For optimum performance, deep learning methods, such as those applied for retinal and choroidal layer segmentation in optical coherence tomography (OCT) images, require sufficiently large and diverse labelled datasets for training. However, the acquisition and labelling of such data can be difficult or infeasible due to privacy reasons (particularly in the medical domain), accessing patient images such as those with specific pathologies, and the cost and time investment to annotate large volumes of data by clinical experts. Data augmentation is one solution to address this issue, either using simple variations and transformations of the images (e.g. flips, brightness) or using synthetic data from sophisticated generative methods such as generative adversarial networks (GANs). Semi-supervised learning (SSL) is another technique which aims to utilise unlabelled data to enhance the performance of deep learning methods and is beneficial where significant amounts of data may be available but are not labelled. In this study, we aim to enhance patch-based OCT retinal and choroidal layer segmentation with both GAN-based data augmentation and SSL. In particular, we employ a conditional StyleGAN2 to generate synthetic patches for data augmentation and a similar unconditional GAN for pre-training the patch classifier to perform SSL. In doing so, we propose a new patch classifier architecture based on the discriminator architecture to improve performance, in addition to the SSL benefit.

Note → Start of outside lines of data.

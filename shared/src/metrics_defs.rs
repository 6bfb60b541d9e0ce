//! Common types for metrics definitions.
//!
//! Every crate declares its metrics as `MetricDef` constants in its own
//! `metrics_defs` module and lists them in `ALL_METRICS`. Emission goes through
//! the macros below so the name always comes from the definition.

#[derive(Debug, Clone, Copy, PartialEq, Eq)]
pub enum MetricType {
    Counter,
    Gauge,
    Histogram,
}

impl MetricType {
    pub const fn as_str(&self) -> &'static str {
        match self {
            MetricType::Counter => "Counter",
            MetricType::Gauge => "Gauge",
            MetricType::Histogram => "Histogram",
        }
    }
}

#[derive(Debug, Clone, Copy)]
pub struct MetricDef {
    pub name: &'static str,
    pub metric_type: MetricType,
    pub description: &'static str,
}

#[macro_export]
macro_rules! counter {
    ($def:expr) => {
        metrics::counter!($def.name)
    };
    ($def:expr, $($labels:tt)+) => {
        metrics::counter!($def.name, $($labels)+)
    };
}

#[macro_export]
macro_rules! gauge {
    ($def:expr) => {
        metrics::gauge!($def.name)
    };
    ($def:expr, $($labels:tt)+) => {
        metrics::gauge!($def.name, $($labels)+)
    };
}

#[macro_export]
macro_rules! histogram {
    ($def:expr) => {
        metrics::histogram!($def.name)
    };
    ($def:expr, $($labels:tt)+) => {
        metrics::histogram!($def.name, $($labels)+)
    };
}

/// Checks a crate's metric list for duplicate names.
pub fn find_duplicate(defs: &[MetricDef]) -> Option<&'static str> {
    defs.iter().enumerate().find_map(|(i, def)| {
        defs[i + 1..]
            .iter()
            .any(|other| other.name == def.name)
            .then_some(def.name)
    })
}
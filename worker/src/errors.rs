use shared::event::SchemaError;
use thiserror::Error;

/// Errors that stop the worker from running
#[derive(Error, Debug)]
pub enum WorkerError {
    #[error("IO error: {0}")]
    Io(#[from] std::io::Error),

    #[error("Invalid configuration: {0}")]
    Config(#[from] crate::config::ValidationError),

    #[error("Task failed: {0}")]
    Join(#[from] tokio::task::JoinError),
}

/// Why a message was rejected before it could join a batch.
///
/// Every variant ends with the message being nacked.
#[derive(Error, Debug)]
pub enum ValidationError {
    #[error("payload is not valid JSON: {0}")]
    Parse(#[from] serde_json::Error),

    #[error(transparent)]
    Schema(#[from] SchemaError),

    #[error("could not derive session signature: {0}")]
    Enrichment(#[from] salt_store::SaltStoreError),
}

impl ValidationError {
    /// Short label used when counting rejections.
    pub fn reason(&self) -> &'static str {
        match self {
            ValidationError::Parse(_) => "parse",
            ValidationError::Schema(_) => "schema",
            ValidationError::Enrichment(_) => "enrichment",
        }
    }
}
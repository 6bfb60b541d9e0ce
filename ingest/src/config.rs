use serde::Deserialize;
use shared::http::{InvalidPort, Listener};
use thiserror::Error;

#[derive(Error, Debug, PartialEq)]
pub enum ValidationError {
    #[error(transparent)]
    InvalidPort(#[from] InvalidPort),

    #[error("Path must start with '/': {0}")]
    InvalidPath(String),

    #[error("Event path and loopback path must differ")]
    DuplicatePath,

    #[error("max_body_bytes must be at least 1")]
    ZeroMaxBodyBytes,

    #[error("Empty auth secret; omit it to disable authentication")]
    EmptySecret,
}

fn default_event_path() -> String {
    "/api/event".to_string()
}

fn default_max_body_bytes() -> usize {
    16 * 1024
}

#[derive(Clone, Debug, Deserialize, PartialEq)]
pub struct IngestConfig {
    /// Main listener for incoming events
    pub listener: Listener,
    /// Serves /health and /ready when set
    pub admin_listener: Option<Listener>,
    #[serde(default)]
    pub auth: AuthConfig,
    #[serde(default = "default_event_path")]
    pub event_path: String,
    /// Take the client IP from the first `X-Forwarded-For` entry. Only enable
    /// behind a proxy that sets the header.
    #[serde(default)]
    pub trust_forwarded_for: bool,
    #[serde(default = "default_max_body_bytes")]
    pub max_body_bytes: usize,
}

impl IngestConfig {
    pub fn validate(&self) -> Result<(), ValidationError> {
        self.listener.validate()?;
        if let Some(admin_listener) = &self.admin_listener {
            admin_listener.validate()?;
        }

        validate_path(&self.event_path)?;
        if let Some(loopback_path) = &self.auth.loopback_path {
            validate_path(loopback_path)?;
            if *loopback_path == self.event_path {
                return Err(ValidationError::DuplicatePath);
            }
        }

        if self.max_body_bytes == 0 {
            return Err(ValidationError::ZeroMaxBodyBytes);
        }
        if self.auth.secret.as_deref() == Some("") {
            return Err(ValidationError::EmptySecret);
        }
        Ok(())
    }
}

fn validate_path(path: &str) -> Result<(), ValidationError> {
    if !path.starts_with('/') {
        return Err(ValidationError::InvalidPath(path.to_string()));
    }
    Ok(())
}

#[derive(Clone, Copy, Debug, Default, Deserialize, PartialEq, Eq)]
#[serde(rename_all = "snake_case")]
pub enum AuthMode {
    /// Reject requests that fail authentication
    #[default]
    Enforce,
    /// Log and count failures but let the request through
    LogOnly,
}

#[derive(Clone, Debug, Default, Deserialize, PartialEq)]
pub struct AuthConfig {
    /// Shared secret for request signatures. Authentication is disabled when
    /// absent.
    pub secret: Option<String>,
    #[serde(default)]
    pub mode: AuthMode,
    /// Event endpoint for trusted internal senders, exempt from authentication
    pub loopback_path: Option<String>,
}
use chrono::{DateTime, Utc};
use serde::{Deserialize, Serialize};
use thiserror::Error;

const MAX_SITE_ID_LEN: usize = 128;
const MAX_HOSTNAME_LEN: usize = 253;
const MAX_URL_LEN: usize = 2048;
const MAX_TITLE_LEN: usize = 1024;

/// A field of a `RawEvent` that breaks the event schema.
#[derive(Error, Debug, Clone, PartialEq)]
pub enum SchemaError {
    #[error("missing or empty field: {0}")]
    MissingField(&'static str),

    #[error("field {field} is too long ({len} bytes)")]
    FieldTooLong { field: &'static str, len: usize },

    #[error("pathname must start with '/'")]
    InvalidPathname,
}

/// A page hit as accepted at ingress, before any enrichment.
///
/// The client supplied part comes from the request body; `user_agent`,
/// `client_ip` and `received_at` are captured by the ingest service. This is
/// the payload carried on the queue between ingest and the batch worker.
#[derive(Clone, Debug, PartialEq, Serialize, Deserialize)]
pub struct RawEvent {
    pub site_id: String,
    pub hostname: String,
    pub pathname: String,
    #[serde(default, skip_serializing_if = "Option::is_none")]
    pub referrer: Option<String>,
    #[serde(default, skip_serializing_if = "Option::is_none")]
    pub title: Option<String>,
    #[serde(default, skip_serializing_if = "Option::is_none")]
    pub screen_width: Option<u32>,
    pub user_agent: String,
    pub client_ip: String,
    pub received_at: DateTime<Utc>,
}

impl RawEvent {
    /// Checks the event against the schema the worker enforces. Ingest runs
    /// the same check so a rejected event never reaches the queue.
    pub fn validate(&self) -> Result<(), SchemaError> {
        check_field("site_id", &self.site_id, MAX_SITE_ID_LEN)?;
        check_field("hostname", &self.hostname, MAX_HOSTNAME_LEN)?;
        check_field("pathname", &self.pathname, MAX_URL_LEN)?;
        check_field("client_ip", &self.client_ip, MAX_HOSTNAME_LEN)?;

        if !self.pathname.starts_with('/') {
            return Err(SchemaError::InvalidPathname);
        }
        if let Some(referrer) = &self.referrer {
            check_len("referrer", referrer, MAX_URL_LEN)?;
        }
        if let Some(title) = &self.title {
            check_len("title", title, MAX_TITLE_LEN)?;
        }
        Ok(())
    }
}

fn check_field(field: &'static str, value: &str, max_len: usize) -> Result<(), SchemaError> {
    if value.trim().is_empty() {
        return Err(SchemaError::MissingField(field));
    }
    check_len(field, value, max_len)
}

fn check_len(field: &'static str, value: &str, max_len: usize) -> Result<(), SchemaError> {
    if value.len() > max_len {
        return Err(SchemaError::FieldTooLong {
            field,
            len: value.len(),
        });
    }
    Ok(())
}
//! HTTP ingress for page hits.
//!
//! Authenticates the request, captures the client identity, and publishes the
//! raw event to the queue without waiting for the outcome. Enrichment and
//! delivery happen in the worker.
pub mod auth;
pub mod config;
pub mod errors;
mod identity;
pub mod metrics_defs;

pub use errors::IngestError;

use auth::RequestAuthenticator;
use chrono::Utc;
use config::IngestConfig;
use http_body_util::combinators::BoxBody;
use http_body_util::{BodyExt, LengthLimitError, Limited};
use hyper::body::{Body, Bytes, Incoming};
use hyper::header::CONTENT_LENGTH;
use hyper::service::Service;
use hyper::{Method, Request, Response, StatusCode};
use metrics_defs::{
    EVENTS_ACCEPTED, PUBLISH_FAILURES, REQUEST_DURATION, REQUESTS_INFLIGHT,
};
use queue::Publisher;
use serde::Deserialize;
use shared::admin_service::AdminService;
use shared::event::RawEvent;
use shared::http::{PeerAddr, full_body, make_boxed_error_response, run_http_service};
use shared::{counter, gauge, histogram};
use std::error::Error;
use std::pin::Pin;
use std::sync::Arc;
use std::sync::atomic::{AtomicBool, Ordering};
use std::time::Instant;
use tokio_util::sync::CancellationToken;
use tokio_util::task::TaskTracker;

/// The client supplied part of an event.
#[derive(Deserialize)]
struct ClientEvent {
    site_id: String,
    hostname: String,
    pathname: String,
    #[serde(default)]
    referrer: Option<String>,
    #[serde(default)]
    title: Option<String>,
    #[serde(default)]
    screen_width: Option<u32>,
}

pub async fn run(
    config: IngestConfig,
    publisher: Arc<dyn Publisher>,
    shutdown: CancellationToken,
) -> Result<(), IngestError> {
    config.validate()?;

    let ready = Arc::new(AtomicBool::new(true));
    let admin_task = config.admin_listener.clone().map(|listener| {
        let service = AdminService::<IngestError>::new(ready.clone());
        let shutdown = shutdown.clone();
        tokio::spawn(async move {
            run_http_service(&listener.host, listener.port, service, shutdown).await
        })
    });

    let service = IngestService::new(&config, publisher);
    let publishes = service.publishes();
    tracing::info!(
        event_path = %config.event_path,
        auth_enabled = config.auth.secret.is_some(),
        "Ingest service started"
    );

    let result =
        run_http_service(&config.listener.host, config.listener.port, service, shutdown).await;
    ready.store(false, Ordering::Relaxed);

    if let Err(e) = result {
        if let Some(task) = admin_task {
            task.abort();
        }
        return Err(e);
    }

    // Events already accepted are still published
    publishes.close();
    publishes.wait().await;
    tracing::info!("Ingest service stopped");

    if let Some(task) = admin_task {
        task.await??;
    }
    Ok(())
}

pub struct IngestService {
    inner: Arc<Inner>,
}

struct Inner {
    authenticator: RequestAuthenticator,
    publisher: Arc<dyn Publisher>,
    event_path: String,
    loopback_path: Option<String>,
    trust_forwarded_for: bool,
    max_body_bytes: usize,
    publishes: TaskTracker,
}

impl IngestService {
    pub fn new(config: &IngestConfig, publisher: Arc<dyn Publisher>) -> Self {
        IngestService {
            inner: Arc::new(Inner {
                authenticator: RequestAuthenticator::new(&config.auth),
                publisher,
                event_path: config.event_path.clone(),
                loopback_path: config.auth.loopback_path.clone(),
                trust_forwarded_for: config.trust_forwarded_for,
                max_body_bytes: config.max_body_bytes,
                publishes: TaskTracker::new(),
            }),
        }
    }

    /// Tracks the publish tasks spawned for accepted events.
    pub fn publishes(&self) -> TaskTracker {
        self.inner.publishes.clone()
    }
}

impl Service<Request<Incoming>> for IngestService {
    type Response = Response<BoxBody<Bytes, Self::Error>>;
    type Error = IngestError;
    type Future =
        Pin<Box<dyn Future<Output = Result<Self::Response, Self::Error>> + Send + 'static>>;

    fn call(&self, req: Request<Incoming>) -> Self::Future {
        let inner = self.inner.clone();
        Box::pin(async move { Ok(inner.serve(req).await) })
    }
}

impl Inner {
    async fn serve<B>(&self, req: Request<B>) -> Response<BoxBody<Bytes, IngestError>>
    where
        B: Body<Data = Bytes>,
        B::Error: Into<Box<dyn Error + Send + Sync>>,
    {
        let started = Instant::now();
        gauge!(REQUESTS_INFLIGHT).increment(1.0);

        let response = match self.handle(req).await {
            Ok(response) => response,
            Err(e) => {
                let status = e.status();
                if status.is_server_error() {
                    tracing::error!(error = %e, "Request failed");
                } else {
                    tracing::debug!(error = %e, status = status.as_u16(), "Request rejected");
                }
                make_boxed_error_response(status)
            }
        };

        gauge!(REQUESTS_INFLIGHT).decrement(1.0);
        histogram!(REQUEST_DURATION, "status" => response.status().as_str().to_string())
            .record(started.elapsed().as_secs_f64());
        response
    }

    async fn handle<B>(&self, req: Request<B>) -> Result<Response<BoxBody<Bytes, IngestError>>, IngestError>
    where
        B: Body<Data = Bytes>,
        B::Error: Into<Box<dyn Error + Send + Sync>>,
    {
        let path = req.uri().path();
        if path != self.event_path && self.loopback_path.as_deref() != Some(path) {
            return Err(IngestError::NotFound);
        }
        if req.method() != Method::POST {
            return Err(IngestError::MethodNotAllowed);
        }

        let context = self.authenticator.validate(req.method(), req.uri())?;
        if !self.authenticator.permits(&context) {
            return Err(IngestError::Unauthorized);
        }

        let declared_len = req
            .headers()
            .get(CONTENT_LENGTH)
            .and_then(|value| value.to_str().ok())
            .and_then(|value| value.parse::<usize>().ok());
        if declared_len.is_some_and(|len| len > self.max_body_bytes) {
            return Err(IngestError::BodyTooLarge {
                limit: self.max_body_bytes,
            });
        }

        let user_agent = identity::user_agent(req.headers());
        let client_ip = identity::client_ip(
            req.headers(),
            req.extensions().get::<PeerAddr>(),
            self.trust_forwarded_for,
        );

        let body = read_body(req.into_body(), self.max_body_bytes).await?;
        let event: ClientEvent = serde_json::from_slice(&body)
            .map_err(|e| IngestError::InvalidEvent(e.to_string()))?;

        let raw = RawEvent {
            site_id: event.site_id,
            hostname: event.hostname,
            pathname: event.pathname,
            referrer: event.referrer,
            title: event.title,
            screen_width: event.screen_width,
            user_agent,
            client_ip,
            received_at: Utc::now(),
        };
        raw.validate()?;
        let payload = Bytes::from(serde_json::to_vec(&raw)?);

        counter!(EVENTS_ACCEPTED).increment(1);
        tracing::debug!(site_id = %raw.site_id, url = %context.cleaned_url, "Accepted event");

        let publisher = self.publisher.clone();
        self.publishes.spawn(async move {
            if let Err(e) = publisher.publish(payload).await {
                counter!(PUBLISH_FAILURES).increment(1);
                tracing::error!(error = %e, "Failed to publish event");
            }
        });

        let mut response = Response::new(full_body(Bytes::new()));
        *response.status_mut() = StatusCode::ACCEPTED;
        Ok(response)
    }
}

async fn read_body<B>(body: B, limit: usize) -> Result<Bytes, IngestError>
where
    B: Body<Data = Bytes>,
    B::Error: Into<Box<dyn Error + Send + Sync>>,
{
    match Limited::new(body, limit).collect().await {
        Ok(collected) => Ok(collected.to_bytes()),
        Err(e) if e.is::<LengthLimitError>() => Err(IngestError::BodyTooLarge { limit }),
        Err(e) => Err(IngestError::RequestBody(e.to_string())),
    }
}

Compared to previous methods, the proposed data augmentation approach provides an improved data augmentation performance for patch classification with its effectiveness widespread, particularly in the case of low data, across three different OCT datasets encompassing a range of scanning parameters, noise levels, pathology and participant variability. The method provides some subsequent improvements in boundary delineation which is of high importance from a clinical perspective. Additionally, the proposed SSL approach boosts classification performance and boundary delineation performance in some cases which provides further usefulness in the case of low data. The proposed methods can be utilised to enhance OCT segmentation methods, which may be of considerable benefit for both clinicians and researchers.